L’animateur habituel de ce débat, l’intelligent Yves Calvi, était hélas en vacances, remplacé par Thierry Guerrier, un ancien de TF1 et de RTL qui porte trop bien son nom : d’une agressivité à la limite de la grossièreté, il semble considérer que son rôle est de couper systématiquement la parole à ses invités. Dès le début de ce débat avorté, ces derniers échangeaient des regards pathétiques, chacun essayant en vain de s’exprimer. En fait d’invités, il y avait Sylvie Brunel (ex-présidente de l’ONG Action contre la faim), l’inévitable Antoine Glaser (La Lettre du Continent) et l’héritier de Jeune Afrique Marwane Ben Yahmed ; l’unique représentant de l’Afrique subsaharienne (seul sujet du débat) étant Jean-Paul Ngoupandé, premier ministre centrafricain repenti du régime d’Ange-Félix Patassé, lequel est actuellement exilé au Togo et visé par une enquête du CPI pour crimes de guerre.
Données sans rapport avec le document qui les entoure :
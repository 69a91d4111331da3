//! Input handling for the TUI.
//!
//! This module processes keyboard input and dispatches to the appropriate
//! handler based on current view and mode.

use crate::api::{EpisodeKey, GENRES};
use crate::app::{App, AppEvent, Focus, View};
use crate::feed::QueryContext;
use crate::keybindings::{Action as KbAction, Context as KbContext};
use crate::util::MAX_SEARCH_QUERY_LENGTH;
use anyhow::Result;
use crossterm::event::{KeyCode, KeyModifiers};
use tokio::sync::mpsc;

use super::helpers::{
    apply_context, maybe_load_more, open_in_browser, retry_page, show_episode,
    spawn_detail_load, spawn_episode_load, submit_comment_form,
};
use super::Action;

/// Rows moved by PageDown/PageUp when the viewport size is not known yet.
const FALLBACK_PAGE_ROWS: usize = 10;

/// Map the current focus panel to a keybinding context.
fn focus_to_context(focus: Focus) -> KbContext {
    match focus {
        Focus::Genres => KbContext::Genres,
        Focus::Catalog => KbContext::Catalog,
    }
}

/// Main input dispatch function.
///
/// Routes input to the appropriate handler based on current mode and view.
pub(super) fn handle_input(
    app: &mut App,
    code: KeyCode,
    modifiers: KeyModifiers,
    event_tx: &mpsc::Sender<AppEvent>,
) -> Result<Action> {
    // Help overlay captures all keys when visible
    if app.show_help {
        return Ok(handle_help_input(app, code));
    }

    if app.comment_form.is_some() {
        return Ok(handle_comment_form_input(app, code, modifiers, event_tx));
    }

    if app.search_mode {
        return Ok(handle_search_input(app, code, modifiers, event_tx));
    }

    let action = match app.view {
        View::Browse => handle_browse_input(app, code, modifiers, event_tx),
        View::Detail => handle_detail_input(app, code, modifiers, event_tx),
        View::Episode => handle_episode_input(app, code, modifiers, event_tx),
    };

    // Any cursor movement may have brought the catalog end into view
    if app.view == View::Browse {
        maybe_load_more(app, event_tx);
    }
    Ok(action)
}

/// Handle input while the help overlay is visible.
///
/// Captures all keys: j/k/Up/Down scroll, Esc/q/? dismiss.
fn handle_help_input(app: &mut App, code: KeyCode) -> Action {
    match code {
        KeyCode::Esc | KeyCode::Char('q') | KeyCode::Char('?') => {
            app.show_help = false;
            app.help_scroll_offset = 0;
        }
        KeyCode::Char('j') | KeyCode::Down => {
            app.help_scroll_offset = app.help_scroll_offset.saturating_add(1);
        }
        KeyCode::Char('k') | KeyCode::Up => {
            app.help_scroll_offset = app.help_scroll_offset.saturating_sub(1);
        }
        _ => {}
    }
    Action::Continue
}

/// Actions that behave the same in every view.
///
/// Returns `None` when the action was handled here.
fn handle_common_action(app: &mut App, action: KbAction) -> Option<KbAction> {
    match action {
        KbAction::ShowHelp => {
            app.show_help = true;
            app.help_scroll_offset = 0;
        }
        KbAction::CycleTheme => {
            let name = app.cycle_theme();
            app.set_status(format!("Theme: {}", name));
        }
        KbAction::OpenInBrowser => open_in_browser(app),
        other => return Some(other),
    }
    None
}

fn page_rows(visible: usize) -> usize {
    if visible == 0 {
        FALLBACK_PAGE_ROWS
    } else {
        visible
    }
}

// ============================================================================
// Browse view
// ============================================================================

/// Handle input in browse view (genre sidebar + catalog list).
fn handle_browse_input(
    app: &mut App,
    code: KeyCode,
    modifiers: KeyModifiers,
    event_tx: &mpsc::Sender<AppEvent>,
) -> Action {
    let context = focus_to_context(app.focus);
    let Some(action) = app.keybindings.action_for_key(code, modifiers, context) else {
        return Action::Continue;
    };
    let Some(action) = handle_common_action(app, action) else {
        return Action::Continue;
    };

    match action {
        KbAction::Quit => return Action::Quit,
        KbAction::NavDown => app.nav_down(),
        KbAction::NavUp => app.nav_up(),
        KbAction::PageDown => app.page_down(page_rows(app.catalog_visible_rows)),
        KbAction::PageUp => app.page_up(page_rows(app.catalog_visible_rows)),
        KbAction::CycleFocus => {
            app.focus = match app.focus {
                Focus::Genres => Focus::Catalog,
                Focus::Catalog if app.show_genres => Focus::Genres,
                Focus::Catalog => Focus::Catalog,
            };
        }
        KbAction::ToggleGenres => {
            app.show_genres = !app.show_genres;
            if app.show_genres {
                app.focus = Focus::Genres;
            } else if app.focus == Focus::Genres {
                app.focus = Focus::Catalog;
            }
        }
        KbAction::Select => match app.focus {
            Focus::Genres => {
                if let Some(genre) = GENRES.get(app.genre_selected) {
                    apply_context(app, QueryContext::type_filter(genre), event_tx);
                    app.focus = Focus::Catalog;
                }
            }
            Focus::Catalog => {
                if let Some((title, generation)) = app.enter_detail() {
                    spawn_detail_load(app, title, generation, event_tx);
                }
            }
        },
        KbAction::Home => apply_context(app, QueryContext::Catalog, event_tx),
        KbAction::EnterSearch => {
            app.search_mode = true;
            app.search_input.clear();
        }
        KbAction::Back => {
            // Leaving a filtered or searched feed goes back to the full catalog
            if !matches!(app.feed.context(), Some(QueryContext::Catalog) | None) {
                apply_context(app, QueryContext::Catalog, event_tx);
            }
        }
        KbAction::Retry => {
            if !retry_page(app, event_tx) {
                app.set_status("Nothing to retry");
            }
        }
        KbAction::DismissError => {
            app.feed.dismiss_error();
        }
        _ => {}
    }
    Action::Continue
}

// ============================================================================
// Search prompt
// ============================================================================

/// Handle input while the search prompt is open.
///
/// Printable characters go into the query; only the search bindings act.
fn handle_search_input(
    app: &mut App,
    code: KeyCode,
    modifiers: KeyModifiers,
    event_tx: &mpsc::Sender<AppEvent>,
) -> Action {
    match app
        .keybindings
        .action_for_key(code, modifiers, KbContext::Search)
    {
        Some(KbAction::ExitSearch) => {
            app.search_mode = false;
            app.search_input.clear();
        }
        Some(KbAction::CommitSearch) => {
            let term = app.search_input.trim();
            if term.is_empty() {
                app.set_status("Enter a search term");
                return Action::Continue;
            }
            let context = QueryContext::search(term);
            app.search_mode = false;
            app.search_input.clear();
            app.focus = Focus::Catalog;
            apply_context(app, context, event_tx);
        }
        _ => match code {
            KeyCode::Backspace => {
                app.search_input.pop();
            }
            KeyCode::Char(c) if !modifiers.contains(KeyModifiers::CONTROL) => {
                if app.search_input.chars().count() >= MAX_SEARCH_QUERY_LENGTH {
                    app.set_status(format!(
                        "Search query too long (max {} chars)",
                        MAX_SEARCH_QUERY_LENGTH
                    ));
                } else {
                    app.search_input.push(c);
                }
            }
            _ => {}
        },
    }
    Action::Continue
}

// ============================================================================
// Detail view
// ============================================================================

fn handle_detail_input(
    app: &mut App,
    code: KeyCode,
    modifiers: KeyModifiers,
    event_tx: &mpsc::Sender<AppEvent>,
) -> Action {
    let Some(action) = app
        .keybindings
        .action_for_key(code, modifiers, KbContext::Detail)
    else {
        return Action::Continue;
    };
    let Some(action) = handle_common_action(app, action) else {
        return Action::Continue;
    };

    match action {
        KbAction::Quit => return Action::Quit,
        KbAction::Back => app.exit_detail(),
        KbAction::NavDown => app.nav_down(),
        KbAction::NavUp => app.nav_up(),
        KbAction::Select => {
            let novel_id = app.detail.loaded().map(|d| d.id.clone());
            match (novel_id, app.selected_episode_no()) {
                (Some(novel_id), Some(episode_no)) => {
                    show_episode(app, EpisodeKey::new(novel_id, episode_no), event_tx);
                }
                _ => app.set_status("No episode selected"),
            }
        }
        KbAction::Retry => {
            if let Some(title) = app.detail_novel.as_ref().map(|n| n.title.clone()) {
                app.detail = crate::app::LoadState::Loading;
                app.detail_generation = app.detail_generation.wrapping_add(1);
                let generation = app.detail_generation;
                spawn_detail_load(app, title, generation, event_tx);
            }
        }
        KbAction::EnterSearch => {
            app.exit_detail();
            app.search_mode = true;
            app.search_input.clear();
        }
        KbAction::Home => {
            app.exit_detail();
            apply_context(app, QueryContext::Catalog, event_tx);
        }
        _ => {}
    }
    Action::Continue
}

// ============================================================================
// Episode reader
// ============================================================================

fn handle_episode_input(
    app: &mut App,
    code: KeyCode,
    modifiers: KeyModifiers,
    event_tx: &mpsc::Sender<AppEvent>,
) -> Action {
    let Some(action) = app
        .keybindings
        .action_for_key(code, modifiers, KbContext::Episode)
    else {
        return Action::Continue;
    };
    let Some(action) = handle_common_action(app, action) else {
        return Action::Continue;
    };

    match action {
        KbAction::Quit => return Action::Quit,
        KbAction::Back => app.exit_episode(),
        KbAction::ScrollDown | KbAction::NavDown => app.scroll_down(1),
        KbAction::ScrollUp | KbAction::NavUp => app.scroll_up(1),
        KbAction::PageDown => app.scroll_down(page_rows(app.episode_visible_lines)),
        KbAction::PageUp => app.scroll_up(page_rows(app.episode_visible_lines)),
        KbAction::PrevEpisode => match app.previous_episode() {
            Some(key) => show_episode(app, key, event_tx),
            None => app.set_status("This is the first episode"),
        },
        KbAction::NextEpisode => match app.next_episode() {
            Some(key) => show_episode(app, key, event_tx),
            None => app.set_status("No next episode"),
        },
        KbAction::WriteComment => {
            if !app.open_comment_form() {
                app.set_status("Wait for the episode to load");
            }
        }
        KbAction::Retry => {
            if let Some((key, generation)) = app.reload_episode() {
                spawn_episode_load(app, key, generation, event_tx);
            }
        }
        _ => {}
    }
    Action::Continue
}

// ============================================================================
// Comment form
// ============================================================================

fn handle_comment_form_input(
    app: &mut App,
    code: KeyCode,
    modifiers: KeyModifiers,
    event_tx: &mpsc::Sender<AppEvent>,
) -> Action {
    match app
        .keybindings
        .action_for_key(code, modifiers, KbContext::CommentForm)
    {
        Some(KbAction::CancelComment) => app.comment_form = None,
        Some(KbAction::NextField) => {
            if let Some(form) = app.comment_form.as_mut() {
                form.field = form.field.next();
            }
        }
        Some(KbAction::SubmitComment) => submit_comment_form(app, event_tx),
        _ => {
            let Some(form) = app.comment_form.as_mut() else {
                return Action::Continue;
            };
            if form.submitting {
                return Action::Continue;
            }
            match code {
                KeyCode::Backspace => form.pop(),
                KeyCode::Char(c) if !modifiers.contains(KeyModifiers::CONTROL) => {
                    if !form.push(c) {
                        app.set_status("Field is full");
                    }
                }
                _ => {}
            }
        }
    }
    Action::Continue
}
Casting d’enfer donc, pour un programme dont le titre sensationnel, Afrique de tous les dangers, laissait d’emblée deviner le sérieux… Inutile d’ailleurs d’entrer dans le détail, puisque vous pouvez visionner gratuitement cette émission sur le site de France 5. (*) Seulement signaler que les prises de paroles étaient interrompues par des reportages mettant dramatiquement en scène avec un commentaire appuyé un enchaînement saisissant de « hordes barbares », notamment à Abidjan. Cela obligeait les intervenants à contrer ces visions que l’animateur relançait avec des messages de téléspectateurs présentés comme « ce que pensent les gens » et donc légitimement sélectionnés.
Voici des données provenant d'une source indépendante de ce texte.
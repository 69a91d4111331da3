use std::net::IpAddr;
use thiserror::Error;
use url::Url;

/// Longest URL handed to the system browser.
const MAX_OPEN_URL_LENGTH: usize = 2048;

/// Errors that can occur during URL validation.
#[derive(Error, Debug)]
pub enum UrlValidationError {
    #[error("Invalid URL: {0}")]
    InvalidUrl(#[from] url::ParseError),
    #[error("Unsupported scheme: {0} (only http/https allowed)")]
    UnsupportedScheme(String),
    #[error("Private IP address not allowed: {0}")]
    PrivateIp(String),
    #[error("Localhost not allowed")]
    Localhost,
    #[error("URL too long ({0} bytes)")]
    TooLong(usize),
}

/// Validate a URL that points at a public web host.
///
/// Rejects non-HTTP(S) schemes, localhost and loopback addresses, and
/// private, link-local or unique-local IP ranges.
///
/// ```
/// use novella::util::validate_url;
///
/// assert!(validate_url("https://example.com/novel/item?title=x").is_ok());
/// assert!(validate_url("http://localhost/").is_err());
/// assert!(validate_url("http://192.168.1.1/").is_err());
/// assert!(validate_url("file:///etc/passwd").is_err());
/// ```
pub fn validate_url(url_str: &str) -> Result<Url, UrlValidationError> {
    let url = Url::parse(url_str)?;

    if !matches!(url.scheme(), "http" | "https") {
        return Err(UrlValidationError::UnsupportedScheme(url.scheme().to_owned()));
    }

    match url.host() {
        Some(url::Host::Domain(domain)) if domain.eq_ignore_ascii_case("localhost") => {
            return Err(UrlValidationError::Localhost)
        }
        Some(url::Host::Ipv4(v4)) => check_ip(IpAddr::V4(v4))?,
        Some(url::Host::Ipv6(v6)) => check_ip(IpAddr::V6(v6))?,
        _ => {}
    }

    Ok(url)
}

/// Validate a URL before passing it to `open::that`.
///
/// Same policy as [`validate_url`], plus a length cap. The parsed form is
/// returned so callers open the normalized URL, never the raw input.
pub fn validate_url_for_open(url_str: &str) -> Result<Url, UrlValidationError> {
    if url_str.len() > MAX_OPEN_URL_LENGTH {
        return Err(UrlValidationError::TooLong(url_str.len()));
    }
    validate_url(url_str)
}

fn check_ip(ip: IpAddr) -> Result<(), UrlValidationError> {
    if ip.is_loopback() {
        return Err(UrlValidationError::Localhost);
    }
    let private = match ip {
        IpAddr::V4(v4) => v4.is_private() || v4.is_link_local() || v4.is_unspecified(),
        IpAddr::V6(v6) => {
            let first = v6.segments()[0];
            v6.is_unspecified() || (first & 0xfe00) == 0xfc00 || (first & 0xffc0) == 0xfe80
        }
    };
    if private {
        return Err(UrlValidationError::PrivateIp(ip.to_string()));
    }
    Ok(())
}

#[cfg(test)]
mod tests {
    use super::*;

    #[test]
    fn test_public_urls_accepted() {
        assert!(validate_url("https://prpropertystore.com/novel/item?title=a").is_ok());
        assert!(validate_url("http://example.org:8080/x").is_ok());
    }

    #[test]
    fn test_schemes_rejected() {
        assert!(matches!(
            validate_url("javascript:alert(1)"),
            Err(UrlValidationError::UnsupportedScheme(_))
        ));
        assert!(validate_url("file:///etc/passwd").is_err());
    }

    #[test]
    fn test_local_hosts_rejected() {
        assert!(matches!(
            validate_url("http://LOCALHOST/"),
            Err(UrlValidationError::Localhost)
        ));
        assert!(validate_url("http://127.0.0.1/").is_err());
        assert!(validate_url("http://[::1]/").is_err());
        assert!(validate_url("http://0.0.0.0/").is_err());
    }

    #[test]
    fn test_private_ranges_rejected() {
        for url in [
            "http://10.0.0.1/",
            "http://172.16.0.1/",
            "http://192.168.1.1:3000/",
            "http://169.254.1.1/",
            "http://[fe80::1]/",
            "http://[fd00::1]/",
        ] {
            assert!(
                matches!(validate_url(url), Err(UrlValidationError::PrivateIp(_))),
                "{} should be rejected as private",
                url
            );
        }
    }

    #[test]
    fn test_open_rejects_overlong_urls() {
        let long = format!("https://example.com/{}", "a".repeat(MAX_OPEN_URL_LENGTH));
        assert!(matches!(
            validate_url_for_open(&long),
            Err(UrlValidationError::TooLong(_))
        ));
    }

    #[test]
    fn test_open_returns_normalized_url() {
        let url = validate_url_for_open("https://Example.com/novel/item?title=a b").unwrap();
        assert_eq!(url.host_str(), Some("example.com"));
        assert!(!url.as_str().contains(' '));
    }
}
Les « questions » ou plutôt les interruptions de l’animateur aguerri n’ont jamais d’autre but que de conforter l’idée que l’Afrique est à feu et à sang. Les prétextes (troubles post-électoraux au Kenya, assassinat d’une travailleuse humanitaire au Burundi) sont exploités à fond, avant même qu’on puisse y voir clair dans ces tristes histoires. Chaque intervention des invités qui tente de nuancer un tableau apocalyptique est impitoyablement interrompue et tournée en dérision.
La sagace Sylvie Brunel est rabrouée quand elle ose faire remarquer qu’une carte qui vient d’être diffusée sur « les guerres en Afrique » date de 1995 – ce qui relève de la manipulation pure et simple. Mais l’animateur ne se laisse jamais démonter, rivé à son petit boulot qui est d’affirmer à tout prix que l’Afrique ne changera jamais, qu’elle n’a à choisir qu’entre le chaos ethnique et la colonisation chinoise ! Une façon de faire écho au discours dakarois de Sarkozy/Guaino : « l’homme africain n’est pas assez entré dans l’histoire ».
Nous aurions pu espérer mieux sur un tel sujet de la part de France 5, « chaîne éducative » financée par les contribuables français dont je suis.
Mais on peut aussi attendre pire, puisque l’animateur a annoncé une prochaine émission consacrée aux « effets positifs de la colonisation ».
Nous ne manquerons pas de la visionner avec une grande attention.